**Task to complete**
Search the entries for the word "WallSettings". Copy each line in which it is found.

"""

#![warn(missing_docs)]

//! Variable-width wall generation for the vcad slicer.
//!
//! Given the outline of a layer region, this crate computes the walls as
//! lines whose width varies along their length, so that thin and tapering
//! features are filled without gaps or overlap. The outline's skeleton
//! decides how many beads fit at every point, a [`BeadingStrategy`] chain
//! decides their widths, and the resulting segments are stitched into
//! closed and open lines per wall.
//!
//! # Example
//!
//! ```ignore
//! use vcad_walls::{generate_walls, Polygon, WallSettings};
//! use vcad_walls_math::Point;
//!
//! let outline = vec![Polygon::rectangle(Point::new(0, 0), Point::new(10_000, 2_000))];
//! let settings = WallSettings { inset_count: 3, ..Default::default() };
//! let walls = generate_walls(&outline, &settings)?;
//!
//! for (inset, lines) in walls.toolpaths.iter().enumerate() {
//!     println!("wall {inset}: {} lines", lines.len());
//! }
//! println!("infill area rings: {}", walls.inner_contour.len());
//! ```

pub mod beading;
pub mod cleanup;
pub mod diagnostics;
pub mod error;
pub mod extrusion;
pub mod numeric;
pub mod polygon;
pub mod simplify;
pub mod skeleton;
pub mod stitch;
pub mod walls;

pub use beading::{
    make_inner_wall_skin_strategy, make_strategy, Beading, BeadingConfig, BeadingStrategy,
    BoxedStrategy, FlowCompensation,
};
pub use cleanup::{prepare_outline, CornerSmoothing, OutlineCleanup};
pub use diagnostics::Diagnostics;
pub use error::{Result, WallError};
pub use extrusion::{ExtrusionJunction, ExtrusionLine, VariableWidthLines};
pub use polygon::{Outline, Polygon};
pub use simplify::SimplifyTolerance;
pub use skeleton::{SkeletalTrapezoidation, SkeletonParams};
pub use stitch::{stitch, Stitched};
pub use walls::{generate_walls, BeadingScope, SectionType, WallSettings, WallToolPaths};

"""

**Written answer**
//! use vcad_walls::{generate_walls, Polygon, WallSettings};
//! let settings = WallSettings { inset_count: 3, ..Default::default() };
pub use walls::{generate_walls, BeadingScope, SectionType, WallSettings, WallToolPaths};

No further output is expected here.